▶ THE TASK
Among the entries below, one stretch runs from the line that contains "buf[0] = SEND_START;" through the line that contains "#[derive(Default)]". Repeat that stretch exactly, ends included, and only that.

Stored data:

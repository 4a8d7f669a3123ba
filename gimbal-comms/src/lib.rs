//! Wire protocol between the vision core and the gimbal micro-controller.
//!
//! Both directions are fixed-layout packed byte frames: a start byte, a
//! contiguous little-endian payload, and a tail byte. The [`Framer`] scans
//! the incoming byte stream for attitude frames, resynchronizing by
//! advancing one byte whenever the start/tail check fails.

use std::collections::VecDeque;

use byteorder::{ByteOrder, LittleEndian};

/// Start byte of a micro-controller → vision frame.
pub const RECV_START: u8 = 0x3A;
/// Start byte of a vision → micro-controller frame.
pub const SEND_START: u8 = 0xA3;
/// Tail byte of both frame kinds.
pub const FRAME_TAIL: u8 = 0xAA;

/// [start][f32 roll][f32 pitch][f32 yaw][ally][aim][shoot][hp][tail]
pub const RECV_FRAME_LEN: usize = 18;
/// [start][f32 pitch][f32 yaw][found][fire][done_fitting][patrolling][updated][tail]
pub const SEND_FRAME_LEN: usize = 15;

pub type Result<T> = std::result::Result<T, Error>;

#[derive(thiserror::Error, Debug)]
pub enum Error {
    #[error("frame too short: got {got}, need {need}")]
    Truncated { got: usize, need: usize },
    #[error("bad start byte {0:#04x}")]
    BadStart(u8),
    #[error("bad tail byte {0:#04x}")]
    BadTail(u8),
}

/// Attitude message as laid out on the wire. Angles in degrees.
#[derive(Debug, Clone, Copy, PartialEq)]
pub struct AttitudeFrame {
    pub roll: f32,
    pub pitch: f32,
    pub yaw: f32,
    pub ally_color: u8,
    pub aim_mode: u8,
    pub shoot_decision: u8,
    pub remaining_hp: u8,
}

impl AttitudeFrame {
    pub fn decode(buf: &[u8]) -> Result<AttitudeFrame> {
        if buf.len() < RECV_FRAME_LEN {
            return Err(Error::Truncated {
                got: buf.len(),
                need: RECV_FRAME_LEN,
            });
        }
        if buf[0] != RECV_START {
            return Err(Error::BadStart(buf[0]));
        }
        if buf[RECV_FRAME_LEN - 1] != FRAME_TAIL {
            return Err(Error::BadTail(buf[RECV_FRAME_LEN - 1]));
        }
        Ok(AttitudeFrame {
            roll: LittleEndian::read_f32(&buf[1..5]),
            pitch: LittleEndian::read_f32(&buf[5..9]),
            yaw: LittleEndian::read_f32(&buf[9..13]),
            ally_color: buf[13],
            aim_mode: buf[14],
            shoot_decision: buf[15],
            remaining_hp: buf[16],
        })
    }

    pub fn encode(&self) -> [u8; RECV_FRAME_LEN] {
        let mut buf = [0u8; RECV_FRAME_LEN];
        buf[0] = RECV_START;
        LittleEndian::write_f32(&mut buf[1..5], self.roll);
        LittleEndian::write_f32(&mut buf[5..9], self.pitch);
        LittleEndian::write_f32(&mut buf[9..13], self.yaw);
        buf[13] = self.ally_color;
        buf[14] = self.aim_mode;
        buf[15] = self.shoot_decision;
        buf[16] = self.remaining_hp;
        buf[17] = FRAME_TAIL;
        buf
    }
}

/// Aiming command as laid out on the wire. Angles in degrees; flags are one
/// byte each, zero or one.
#[derive(Debug, Clone, Copy, PartialEq)]
pub struct CommandFrame {
    pub pitch: f32,
    pub yaw: f32,
    pub found: u8,
    pub fire: u8,
    pub done_fitting: u8,
    pub patrolling: u8,
    pub updated: u8,
}

impl CommandFrame {
    pub fn encode(&self) -> [u8; SEND_FRAME_LEN] {
        let mut buf = [0u8; SEND_FRAME_LEN];
        buf[0] = SEND_START;
        LittleEndian::write_f32(&mut buf[1..5], self.pitch);
        LittleEndian::write_f32(&mut buf[5..9], self.yaw);
        buf[9] = self.found;
        buf[10] = self.fire;
        buf[11] = self.done_fitting;
        buf[12] = self.patrolling;
        buf[13] = self.updated;
        buf[14] = FRAME_TAIL;
        buf
    }

    pub fn decode(buf: &[u8]) -> Result<CommandFrame> {
        if buf.len() < SEND_FRAME_LEN {
            return Err(Error::Truncated {
                got: buf.len(),
                need: SEND_FRAME_LEN,
            });
        }
        if buf[0] != SEND_START {
            return Err(Error::BadStart(buf[0]));
        }
        if buf[SEND_FRAME_LEN - 1] != FRAME_TAIL {
            return Err(Error::BadTail(buf[SEND_FRAME_LEN - 1]));
        }
        Ok(CommandFrame {
            pitch: LittleEndian::read_f32(&buf[1..5]),
            yaw: LittleEndian::read_f32(&buf[5..9]),
            found: buf[9],
            fire: buf[10],
            done_fitting: buf[11],
            patrolling: buf[12],
            updated: buf[13],
        })
    }
}

/// Incremental scanner for attitude frames in a raw byte stream.
///
/// On a start-byte and tail-byte match the framer consumes one whole frame;
/// on any mismatch it advances a single byte. Garbage between frames is
/// therefore skipped without ever emitting a spurious frame.
#[derive(Default)]
pub struct Framer {
    buf: VecDeque<u8>,
}

impl Framer {
    pub fn new() -> Framer {
        Framer::default()
    }

    pub fn push_bytes(&mut self, bytes: &[u8]) {
        self.buf.extend(bytes);
    }

    /// Number of bytes currently buffered.
    pub fn pending(&self) -> usize {
        self.buf.len()
    }

    /// Extract the next complete attitude frame, if any.
    pub fn next_frame(&mut self) -> Option<AttitudeFrame> {
        while self.buf.len() >= RECV_FRAME_LEN {
            if self.buf[0] == RECV_START && self.buf[RECV_FRAME_LEN - 1] == FRAME_TAIL {
                let raw: Vec<u8> = self.buf.drain(..RECV_FRAME_LEN).collect();
                // Start and tail were just checked; decode cannot fail.
                return AttitudeFrame::decode(&raw).ok();
            }
            self.buf.pop_front();
        }
        None
    }
}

▶ EXERCISE RESPONSE
        buf[0] = SEND_START;
        LittleEndian::write_f32(&mut buf[1..5], self.pitch);
        LittleEndian::write_f32(&mut buf[5..9], self.yaw);
        buf[9] = self.found;
        buf[10] = self.fire;
        buf[11] = self.done_fitting;
        buf[12] = self.patrolling;
        buf[13] = self.updated;
        buf[14] = FRAME_TAIL;
        buf
    }

    pub fn decode(buf: &[u8]) -> Result<CommandFrame> {
        if buf.len() < SEND_FRAME_LEN {
            return Err(Error::Truncated {
                got: buf.len(),
                need: SEND_FRAME_LEN,
            });
        }
        if buf[0] != SEND_START {
            return Err(Error::BadStart(buf[0]));
        }
        if buf[SEND_FRAME_LEN - 1] != FRAME_TAIL {
            return Err(Error::BadTail(buf[SEND_FRAME_LEN - 1]));
        }
        Ok(CommandFrame {
            pitch: LittleEndian::read_f32(&buf[1..5]),
            yaw: LittleEndian::read_f32(&buf[5..9]),
            found: buf[9],
            fire: buf[10],
            done_fitting: buf[11],
            patrolling: buf[12],
            updated: buf[13],
        })
    }
}

/// Incremental scanner for attitude frames in a raw byte stream.
///
/// On a start-byte and tail-byte match the framer consumes one whole frame;
/// on any mismatch it advances a single byte. Garbage between frames is
/// therefore skipped without ever emitting a spurious frame.
#[derive(Default)]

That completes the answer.